Assignment 1 - Create and Perform HITs on Mechanical Turk

Worker

I completed several product categorization and rating tasks though CrowdFlower as well as some transcription and address verification tasks. I've also gone through a similar exercise when I was first starting out with Turk to try to get a feel for the system.

Aside from the monotony of most of the available tasks and the trivial amount of compensation most of them offer, I think my strongest sentiments all relate to the usability of the Mechanical Turk platform. Given how painful it is to use the thing, and how little it's changed since its debut a few years ago - I can't help but think it's destined to be swept away by competing systems or private clouds in the not-too-distant future. Almost every large-scale task seems to be hosted externally and I get the sense that almost no requesters use Amazon's tools for generating, posting, hosting, or monitoring their HITs. As a result, it seems like a pretty trivial move for these requesters to move to a competing system or to their own private cloud. If all Amazon is offering is a (crappy) listing and a payment system, that doesn't really seem worth the overhead for a high-volume requester.

On a related note, I've always found Turk's user interface to be very cumbersome and I find myself wondering how many Turkers are actually using it to find and carry out tasks. The much-maligned HIT listings are indeed very bad and they make it pretty difficult to find HITs. (Sorting on one dimension at a time or searching by keywords does NOT give a good sense of the space of available tasks.) It's also cumbersome to switch between tasks and impossible to cue multiple tasks for future completion. This makes me thing that there must be alternate front-ends for the system that make it easier on the users. Being able to sort along multiple dimensions, queue multiple HITs for future completion, and see ratings, approval rates, comments and other metadata for HITs and requesters, all seem like natural things that workers would want. Are there 3rd party tools that provide some of this functionality? At the very least, it seems like crowdsourcing shops in places like India would want to provide custom frontends to improve the efficiency with which they push workers through tasks.

Requester

I've actually been posting visual analysis tasks on Turk pretty regularly for the past month or two.
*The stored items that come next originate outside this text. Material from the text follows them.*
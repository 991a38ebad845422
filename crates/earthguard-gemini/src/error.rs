use thiserror::Error;

use crate::classify::FailureKind;

/// Errors returned by the chat gateway.
#[derive(Debug, Clone, PartialEq, Eq, Error)]
pub enum ChatError {
    /// The question was empty or whitespace; no request was sent.
    #[error("question must not be empty")]
    EmptyQuestion,

    /// Another question is still outstanding for the same conversation.
    #[error("a question is already being answered in this conversation")]
    Busy,

    /// The client could not be built (bad base URL, TLS setup).
    #[error("invalid chat client configuration: {0}")]
    InvalidConfig(String),

    /// The API key was rejected.
    #[error("authentication error: {0}")]
    Auth(String),

    /// Rate or quota limit reached.
    #[error("quota exceeded: {0}")]
    QuotaExceeded(String),

    /// Network failure, timeout, malformed or empty response, or any other
    /// upstream error.
    #[error("transient error: {0}")]
    Transient(String),
}

impl ChatError {
    /// Build the upstream variant matching `kind`.
    #[must_use]
    pub fn upstream(kind: FailureKind, message: impl Into<String>) -> Self {
        let message = message.into();
        match kind {
            FailureKind::Auth => ChatError::Auth(message),
            FailureKind::QuotaExceeded => ChatError::QuotaExceeded(message),
            FailureKind::Transient => ChatError::Transient(message),
        }
    }

    /// The upstream failure class, or `None` for errors raised before any
    /// request was made.
    #[must_use]
    pub fn failure_kind(&self) -> Option<FailureKind> {
        match self {
            ChatError::Auth(_) => Some(FailureKind::Auth),
            ChatError::QuotaExceeded(_) => Some(FailureKind::QuotaExceeded),
            ChatError::Transient(_) => Some(FailureKind::Transient),
            ChatError::EmptyQuestion | ChatError::Busy | ChatError::InvalidConfig(_) => None,
        }
    }
}

impl From<reqwest::Error> for ChatError {
    fn from(err: reqwest::Error) -> Self {
        ChatError::Transient(err.to_string())
    }
}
I've been trying to find ways of breaking down fairly complex, sometimes esoteric tasks, and I feel as though I'm still working out what the right kinds of prompt/response formats are. Answers for most of the tasks have come fairly quickly (in the course of a few hours), but in a few cases timing has proved variable and tasks have dragged out as long as a day - presumably once they get lost deep in the HIT list. Response quality has also been pretty variable, which seems consistent with the results reported in most of the publications I've read and what I've picked up from talking with other requesters. I get the sense that developing protocols that help rule out bad results is a pretty crucial piece of designing any crowdsourced task, and this seems like a particularly valuable are for future research.

Amazon's requester interface - like the worker one - is pretty atrocious. It clearly wants to be an accessible end-user tool, but the poor documentation and erratic behavior mean that it's not something I can imagine a lot of novices using to build tasks. At the same time it's woefully underpowered for a more expert user, as evidenced by the paucity of high-volume tasks that are actually built using it.
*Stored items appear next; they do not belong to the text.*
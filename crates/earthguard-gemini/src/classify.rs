//! Mapping of upstream failures onto the chat failure taxonomy.
//!
//! Structured signals win: the HTTP status and the Google RPC status string
//! are checked first. Only when neither is conclusive does the free-text
//! message get inspected for `"API key"` or `"quota"`, which is how the
//! browser SDK surfaced these errors. If upstream rewords its messages the
//! substring fallback silently degrades to [`FailureKind::Transient`].

use serde::Serialize;

#[derive(Debug, Clone, Copy, PartialEq, Eq, Hash, Serialize)]
#[serde(rename_all = "snake_case")]
pub enum FailureKind {
    Auth,
    QuotaExceeded,
    Transient,
}

impl FailureKind {
    /// Diagnostic description used in logs.
    #[must_use]
    pub fn describe(self) -> &'static str {
        match self {
            FailureKind::Auth => "Authentication error. Please check API key.",
            FailureKind::QuotaExceeded => "API quota exceeded. Please try again later.",
            FailureKind::Transient => "Unable to generate response. Please try again.",
        }
    }
}

impl std::fmt::Display for FailureKind {
    fn fmt(&self, f: &mut std::fmt::Formatter<'_>) -> std::fmt::Result {
        match self {
            FailureKind::Auth => write!(f, "auth"),
            FailureKind::QuotaExceeded => write!(f, "quota_exceeded"),
            FailureKind::Transient => write!(f, "transient"),
        }
    }
}

/// Classify an upstream failure.
///
/// `http_status` is the response status when one was received, `rpc_status`
/// the `error.status` string from a Google error body (e.g.
/// `"RESOURCE_EXHAUSTED"`), and `message` the human-readable error text.
#[must_use]
pub fn classify(http_status: Option<u16>, rpc_status: Option<&str>, message: &str) -> FailureKind {
    match rpc_status {
        Some("UNAUTHENTICATED" | "PERMISSION_DENIED") => return FailureKind::Auth,
        Some("RESOURCE_EXHAUSTED") => return FailureKind::QuotaExceeded,
        _ => {}
    }

    match http_status {
        Some(401 | 403) => return FailureKind::Auth,
        Some(429) => return FailureKind::QuotaExceeded,
        _ => {}
    }

    let lowered = message.to_lowercase();
    if lowered.contains("api key") {
        FailureKind::Auth
    } else if lowered.contains("quota") {
        FailureKind::QuotaExceeded
    } else {
        FailureKind::Transient
    }
}

#[cfg(test)]
mod tests {
    use super::*;

    #[test]
    fn rpc_status_takes_precedence() {
        assert_eq!(
            classify(Some(400), Some("RESOURCE_EXHAUSTED"), "bad request"),
            FailureKind::QuotaExceeded
        );
        assert_eq!(
            classify(Some(400), Some("PERMISSION_DENIED"), ""),
            FailureKind::Auth
        );
    }

    #[test]
    fn http_status_classifies_auth_and_quota() {
        assert_eq!(classify(Some(401), None, ""), FailureKind::Auth);
        assert_eq!(classify(Some(403), None, ""), FailureKind::Auth);
        assert_eq!(classify(Some(429), None, ""), FailureKind::QuotaExceeded);
    }

    #[test]
    fn message_fallback_detects_api_key() {
        assert_eq!(
            classify(
                Some(400),
                Some("INVALID_ARGUMENT"),
                "API key not valid. Please pass a valid API key."
            ),
            FailureKind::Auth
        );
    }

    #[test]
    fn message_fallback_detects_quota() {
        assert_eq!(
            classify(None, None, "quota exceeded for this project"),
            FailureKind::QuotaExceeded
        );
        assert_eq!(
            classify(Some(500), None, "Quota metric exhausted"),
            FailureKind::QuotaExceeded
        );
    }

    #[test]
    fn everything_else_is_transient() {
        assert_eq!(
            classify(Some(503), Some("UNAVAILABLE"), "The model is overloaded."),
            FailureKind::Transient
        );
        assert_eq!(
            classify(None, None, "connection reset"),
            FailureKind::Transient
        );
    }
}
Lastly, I find the Accept/Reject dichotomy for scoring responses really unsatisfying. As a requester, it offers no good way to separate a user's understanding of a task, their effort put into the task, and the correctness and completeness of the answer. This is exacerbated by the heavy weight that is placed on approval rates as a qualification (many HITs require 95% or greater). This means that if someone completes a task almost completely, but say, leaves out one key piece of information, the requester must either 1) accept an incomplete response but retain a potentially valuable worker or 2) reject the response, despite it being almost complete. A mechanism by which requesters could provide more nuanced feedback, clarify tasks, or request corrections seems like it would be very valuable. I also get the feeling that workers have very little recourse in the event that tasks are rejected, while requesters are free to go ahead and use their contributions regardless. This seems like it opens the door to scammers in a big way.